[Dataset items]
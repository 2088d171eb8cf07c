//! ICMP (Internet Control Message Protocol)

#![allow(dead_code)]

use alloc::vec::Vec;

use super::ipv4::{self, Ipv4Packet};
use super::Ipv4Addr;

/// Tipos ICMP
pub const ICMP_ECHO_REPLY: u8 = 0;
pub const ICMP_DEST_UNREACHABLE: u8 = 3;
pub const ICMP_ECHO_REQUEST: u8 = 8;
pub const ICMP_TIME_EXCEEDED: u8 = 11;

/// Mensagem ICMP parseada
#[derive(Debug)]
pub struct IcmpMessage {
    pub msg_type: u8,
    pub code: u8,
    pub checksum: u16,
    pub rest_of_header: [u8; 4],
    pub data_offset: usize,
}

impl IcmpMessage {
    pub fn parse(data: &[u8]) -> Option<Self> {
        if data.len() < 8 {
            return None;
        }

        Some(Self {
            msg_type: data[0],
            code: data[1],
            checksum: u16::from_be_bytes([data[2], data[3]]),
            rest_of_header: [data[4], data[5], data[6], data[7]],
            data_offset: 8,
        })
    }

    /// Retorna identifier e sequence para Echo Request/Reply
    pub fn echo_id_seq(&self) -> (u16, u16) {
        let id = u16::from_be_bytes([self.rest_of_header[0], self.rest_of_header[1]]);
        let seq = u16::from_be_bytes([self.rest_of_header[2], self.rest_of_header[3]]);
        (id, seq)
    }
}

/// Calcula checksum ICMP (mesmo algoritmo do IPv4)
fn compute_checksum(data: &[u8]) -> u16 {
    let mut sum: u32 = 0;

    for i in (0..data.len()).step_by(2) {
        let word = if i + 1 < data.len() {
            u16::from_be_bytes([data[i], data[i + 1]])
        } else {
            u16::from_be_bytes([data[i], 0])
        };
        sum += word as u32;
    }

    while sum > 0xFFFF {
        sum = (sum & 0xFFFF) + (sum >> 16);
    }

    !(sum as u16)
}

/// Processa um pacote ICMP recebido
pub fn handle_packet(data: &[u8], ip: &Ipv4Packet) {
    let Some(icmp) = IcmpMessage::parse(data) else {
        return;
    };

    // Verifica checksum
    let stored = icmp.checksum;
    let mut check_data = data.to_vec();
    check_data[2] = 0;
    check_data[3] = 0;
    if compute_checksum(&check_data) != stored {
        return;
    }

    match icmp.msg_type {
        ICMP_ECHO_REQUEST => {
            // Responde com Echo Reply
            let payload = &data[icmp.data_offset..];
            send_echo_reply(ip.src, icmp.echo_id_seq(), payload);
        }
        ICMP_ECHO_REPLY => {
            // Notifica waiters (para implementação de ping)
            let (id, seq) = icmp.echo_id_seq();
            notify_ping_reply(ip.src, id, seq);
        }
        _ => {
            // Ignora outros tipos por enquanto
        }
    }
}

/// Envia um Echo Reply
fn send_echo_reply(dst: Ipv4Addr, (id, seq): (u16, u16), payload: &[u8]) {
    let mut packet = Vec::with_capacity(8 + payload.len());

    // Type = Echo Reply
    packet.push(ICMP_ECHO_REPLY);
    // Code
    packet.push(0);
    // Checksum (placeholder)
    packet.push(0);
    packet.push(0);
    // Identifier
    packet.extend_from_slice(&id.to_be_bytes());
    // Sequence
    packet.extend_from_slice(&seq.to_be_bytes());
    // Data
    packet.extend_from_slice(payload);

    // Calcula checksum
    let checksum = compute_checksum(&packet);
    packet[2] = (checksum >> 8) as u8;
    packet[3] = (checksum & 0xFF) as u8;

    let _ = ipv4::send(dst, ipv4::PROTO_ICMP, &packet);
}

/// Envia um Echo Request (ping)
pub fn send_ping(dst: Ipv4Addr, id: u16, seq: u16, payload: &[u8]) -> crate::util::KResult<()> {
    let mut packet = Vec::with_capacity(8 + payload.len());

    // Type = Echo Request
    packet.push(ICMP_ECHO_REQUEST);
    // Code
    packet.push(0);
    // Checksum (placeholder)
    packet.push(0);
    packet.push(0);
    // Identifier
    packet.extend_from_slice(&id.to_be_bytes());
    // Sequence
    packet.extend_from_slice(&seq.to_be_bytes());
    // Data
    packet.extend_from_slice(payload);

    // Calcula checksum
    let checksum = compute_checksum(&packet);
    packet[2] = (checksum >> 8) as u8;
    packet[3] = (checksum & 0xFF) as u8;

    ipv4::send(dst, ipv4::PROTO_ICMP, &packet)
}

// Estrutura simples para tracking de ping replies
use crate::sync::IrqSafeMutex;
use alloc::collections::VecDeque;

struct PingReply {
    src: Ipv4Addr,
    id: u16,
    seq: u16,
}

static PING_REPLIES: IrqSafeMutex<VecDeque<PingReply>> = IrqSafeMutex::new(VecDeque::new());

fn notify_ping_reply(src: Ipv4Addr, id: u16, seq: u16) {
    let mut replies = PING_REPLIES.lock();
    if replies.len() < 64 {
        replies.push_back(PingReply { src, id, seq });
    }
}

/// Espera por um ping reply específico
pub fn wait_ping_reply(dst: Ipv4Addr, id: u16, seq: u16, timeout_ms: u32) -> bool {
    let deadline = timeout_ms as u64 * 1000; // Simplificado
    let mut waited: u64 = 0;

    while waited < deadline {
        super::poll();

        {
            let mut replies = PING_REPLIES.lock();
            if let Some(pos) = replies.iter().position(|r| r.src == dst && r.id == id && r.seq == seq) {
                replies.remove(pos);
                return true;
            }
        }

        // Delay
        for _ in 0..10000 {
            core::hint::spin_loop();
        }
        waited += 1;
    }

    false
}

● Assigned task: Extract from the data every line where "word" shows up.

● Task response:
        let word = if i + 1 < data.len() {
        sum += word as u32;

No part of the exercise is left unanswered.